What you will do:
Somewhere below, one line contains "spots INTEGER NOT" and a later line contains "fn seed_if_empty(conn: &Connection)". Output those two lines and everything between them exactly, and nothing else.

Available data:
══════════

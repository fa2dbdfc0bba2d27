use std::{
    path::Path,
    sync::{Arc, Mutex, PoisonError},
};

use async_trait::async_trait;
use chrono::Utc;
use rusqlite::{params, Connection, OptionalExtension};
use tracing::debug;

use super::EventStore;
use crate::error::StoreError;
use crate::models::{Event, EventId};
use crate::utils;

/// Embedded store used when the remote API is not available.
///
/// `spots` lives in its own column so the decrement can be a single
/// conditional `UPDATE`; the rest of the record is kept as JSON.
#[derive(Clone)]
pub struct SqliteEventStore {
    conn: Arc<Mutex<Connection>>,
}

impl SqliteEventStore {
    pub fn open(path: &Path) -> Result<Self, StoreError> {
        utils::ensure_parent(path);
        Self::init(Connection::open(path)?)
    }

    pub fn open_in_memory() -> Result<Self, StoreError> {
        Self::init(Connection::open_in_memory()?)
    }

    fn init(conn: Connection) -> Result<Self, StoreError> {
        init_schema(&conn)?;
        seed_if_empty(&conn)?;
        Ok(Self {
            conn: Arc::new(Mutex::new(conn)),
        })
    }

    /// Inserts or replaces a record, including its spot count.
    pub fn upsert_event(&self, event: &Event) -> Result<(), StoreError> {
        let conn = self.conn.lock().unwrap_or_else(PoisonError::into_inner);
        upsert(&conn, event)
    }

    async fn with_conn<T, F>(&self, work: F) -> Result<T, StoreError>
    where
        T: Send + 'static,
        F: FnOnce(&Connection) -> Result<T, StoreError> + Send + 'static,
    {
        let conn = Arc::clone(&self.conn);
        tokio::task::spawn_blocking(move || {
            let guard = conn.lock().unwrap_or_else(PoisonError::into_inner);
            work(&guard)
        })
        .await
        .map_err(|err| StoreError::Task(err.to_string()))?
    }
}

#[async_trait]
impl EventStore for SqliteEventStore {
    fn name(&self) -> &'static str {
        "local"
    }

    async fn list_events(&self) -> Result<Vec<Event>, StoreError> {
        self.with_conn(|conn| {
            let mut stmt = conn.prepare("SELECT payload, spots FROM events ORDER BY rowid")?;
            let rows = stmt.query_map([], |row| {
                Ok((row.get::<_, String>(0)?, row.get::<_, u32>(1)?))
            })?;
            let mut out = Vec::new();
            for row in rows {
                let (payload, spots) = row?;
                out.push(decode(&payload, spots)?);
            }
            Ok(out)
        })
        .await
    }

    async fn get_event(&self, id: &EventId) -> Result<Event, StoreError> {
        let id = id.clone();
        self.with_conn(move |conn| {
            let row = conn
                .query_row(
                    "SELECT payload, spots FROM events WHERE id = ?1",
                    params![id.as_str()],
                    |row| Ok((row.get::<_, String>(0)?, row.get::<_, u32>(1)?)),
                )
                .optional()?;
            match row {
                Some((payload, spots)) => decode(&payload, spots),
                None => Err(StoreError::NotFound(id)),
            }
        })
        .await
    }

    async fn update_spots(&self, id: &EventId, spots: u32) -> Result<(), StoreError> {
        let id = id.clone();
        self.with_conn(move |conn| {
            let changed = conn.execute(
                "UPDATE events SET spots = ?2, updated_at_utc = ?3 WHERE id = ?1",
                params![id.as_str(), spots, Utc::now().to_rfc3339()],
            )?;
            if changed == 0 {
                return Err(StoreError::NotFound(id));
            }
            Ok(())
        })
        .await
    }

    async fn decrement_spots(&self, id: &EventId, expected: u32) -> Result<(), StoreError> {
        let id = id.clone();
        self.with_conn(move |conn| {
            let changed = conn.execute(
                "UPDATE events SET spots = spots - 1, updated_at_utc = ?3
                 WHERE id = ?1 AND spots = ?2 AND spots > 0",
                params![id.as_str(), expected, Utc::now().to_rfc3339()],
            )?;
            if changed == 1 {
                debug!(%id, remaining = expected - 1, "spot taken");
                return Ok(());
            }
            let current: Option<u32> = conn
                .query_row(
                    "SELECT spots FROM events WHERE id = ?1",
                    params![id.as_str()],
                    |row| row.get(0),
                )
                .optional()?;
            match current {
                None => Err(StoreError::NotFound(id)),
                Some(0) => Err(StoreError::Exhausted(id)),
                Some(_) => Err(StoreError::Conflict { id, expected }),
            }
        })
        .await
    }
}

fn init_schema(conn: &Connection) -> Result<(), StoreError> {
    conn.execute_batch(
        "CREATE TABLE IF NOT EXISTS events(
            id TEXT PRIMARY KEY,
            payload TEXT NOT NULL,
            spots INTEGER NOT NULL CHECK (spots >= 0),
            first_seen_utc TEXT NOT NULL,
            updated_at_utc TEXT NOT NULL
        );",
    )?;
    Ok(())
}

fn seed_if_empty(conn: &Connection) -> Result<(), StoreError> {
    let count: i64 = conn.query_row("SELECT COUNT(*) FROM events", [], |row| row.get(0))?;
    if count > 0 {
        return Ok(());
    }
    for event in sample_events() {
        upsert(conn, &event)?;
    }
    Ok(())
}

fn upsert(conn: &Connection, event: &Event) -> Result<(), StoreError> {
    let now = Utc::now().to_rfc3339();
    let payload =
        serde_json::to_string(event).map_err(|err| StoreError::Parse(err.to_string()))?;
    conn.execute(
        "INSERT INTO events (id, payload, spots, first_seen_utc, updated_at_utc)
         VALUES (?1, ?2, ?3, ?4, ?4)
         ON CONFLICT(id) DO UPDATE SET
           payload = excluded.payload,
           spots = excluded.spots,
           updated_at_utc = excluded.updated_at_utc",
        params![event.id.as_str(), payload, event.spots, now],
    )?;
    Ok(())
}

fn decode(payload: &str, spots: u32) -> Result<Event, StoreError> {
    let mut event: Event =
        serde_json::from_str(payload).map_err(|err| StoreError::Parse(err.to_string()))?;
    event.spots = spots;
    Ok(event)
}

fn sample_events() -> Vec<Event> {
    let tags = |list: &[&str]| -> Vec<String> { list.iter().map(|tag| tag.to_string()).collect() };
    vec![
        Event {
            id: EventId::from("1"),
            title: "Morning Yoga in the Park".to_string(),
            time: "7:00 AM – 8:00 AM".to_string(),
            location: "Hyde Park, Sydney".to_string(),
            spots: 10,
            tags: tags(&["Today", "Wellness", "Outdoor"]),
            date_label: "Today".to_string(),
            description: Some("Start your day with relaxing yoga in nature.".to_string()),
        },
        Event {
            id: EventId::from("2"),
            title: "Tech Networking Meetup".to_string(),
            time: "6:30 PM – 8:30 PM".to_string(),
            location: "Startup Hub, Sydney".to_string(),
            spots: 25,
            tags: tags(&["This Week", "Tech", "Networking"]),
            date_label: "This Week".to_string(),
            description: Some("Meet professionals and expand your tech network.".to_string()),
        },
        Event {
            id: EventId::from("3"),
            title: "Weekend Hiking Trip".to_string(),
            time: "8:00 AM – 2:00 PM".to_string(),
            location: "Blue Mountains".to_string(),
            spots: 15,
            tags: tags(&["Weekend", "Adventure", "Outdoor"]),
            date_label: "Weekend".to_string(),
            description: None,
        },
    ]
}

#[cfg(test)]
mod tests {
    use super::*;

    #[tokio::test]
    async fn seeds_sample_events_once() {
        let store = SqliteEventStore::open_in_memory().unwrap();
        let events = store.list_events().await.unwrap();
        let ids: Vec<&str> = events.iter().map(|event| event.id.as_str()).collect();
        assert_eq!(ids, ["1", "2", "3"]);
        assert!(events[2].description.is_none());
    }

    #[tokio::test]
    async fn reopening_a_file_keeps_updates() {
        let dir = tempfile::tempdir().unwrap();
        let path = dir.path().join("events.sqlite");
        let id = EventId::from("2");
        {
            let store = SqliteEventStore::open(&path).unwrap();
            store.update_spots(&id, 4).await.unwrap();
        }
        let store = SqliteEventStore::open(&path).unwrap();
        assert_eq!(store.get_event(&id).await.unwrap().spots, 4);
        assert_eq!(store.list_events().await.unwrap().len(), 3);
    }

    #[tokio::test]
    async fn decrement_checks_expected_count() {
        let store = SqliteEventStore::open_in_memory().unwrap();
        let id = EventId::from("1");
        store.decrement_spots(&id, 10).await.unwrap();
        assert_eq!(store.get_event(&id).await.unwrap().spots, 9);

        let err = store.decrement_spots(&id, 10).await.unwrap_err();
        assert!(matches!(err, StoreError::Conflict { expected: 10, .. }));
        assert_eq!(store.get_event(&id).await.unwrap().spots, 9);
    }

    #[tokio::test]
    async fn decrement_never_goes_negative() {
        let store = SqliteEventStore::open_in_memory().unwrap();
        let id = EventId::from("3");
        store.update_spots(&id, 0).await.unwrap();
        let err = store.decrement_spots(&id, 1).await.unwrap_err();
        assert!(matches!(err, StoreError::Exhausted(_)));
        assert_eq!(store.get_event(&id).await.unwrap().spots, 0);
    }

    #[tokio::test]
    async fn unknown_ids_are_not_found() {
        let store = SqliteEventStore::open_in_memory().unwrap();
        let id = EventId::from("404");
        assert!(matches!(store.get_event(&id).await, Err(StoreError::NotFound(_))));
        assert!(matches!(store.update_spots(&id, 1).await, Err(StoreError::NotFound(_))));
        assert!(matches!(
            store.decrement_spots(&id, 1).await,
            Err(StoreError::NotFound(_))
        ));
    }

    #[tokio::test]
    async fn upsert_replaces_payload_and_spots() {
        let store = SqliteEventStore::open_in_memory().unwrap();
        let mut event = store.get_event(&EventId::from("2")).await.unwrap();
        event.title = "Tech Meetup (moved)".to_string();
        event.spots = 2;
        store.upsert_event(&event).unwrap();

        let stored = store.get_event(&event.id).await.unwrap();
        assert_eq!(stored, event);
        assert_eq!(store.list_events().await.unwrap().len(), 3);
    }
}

══════════

Result:
            spots INTEGER NOT NULL CHECK (spots >= 0),
            first_seen_utc TEXT NOT NULL,
            updated_at_utc TEXT NOT NULL
        );",
    )?;
    Ok(())
}

fn seed_if_empty(conn: &Connection) -> Result<(), StoreError> {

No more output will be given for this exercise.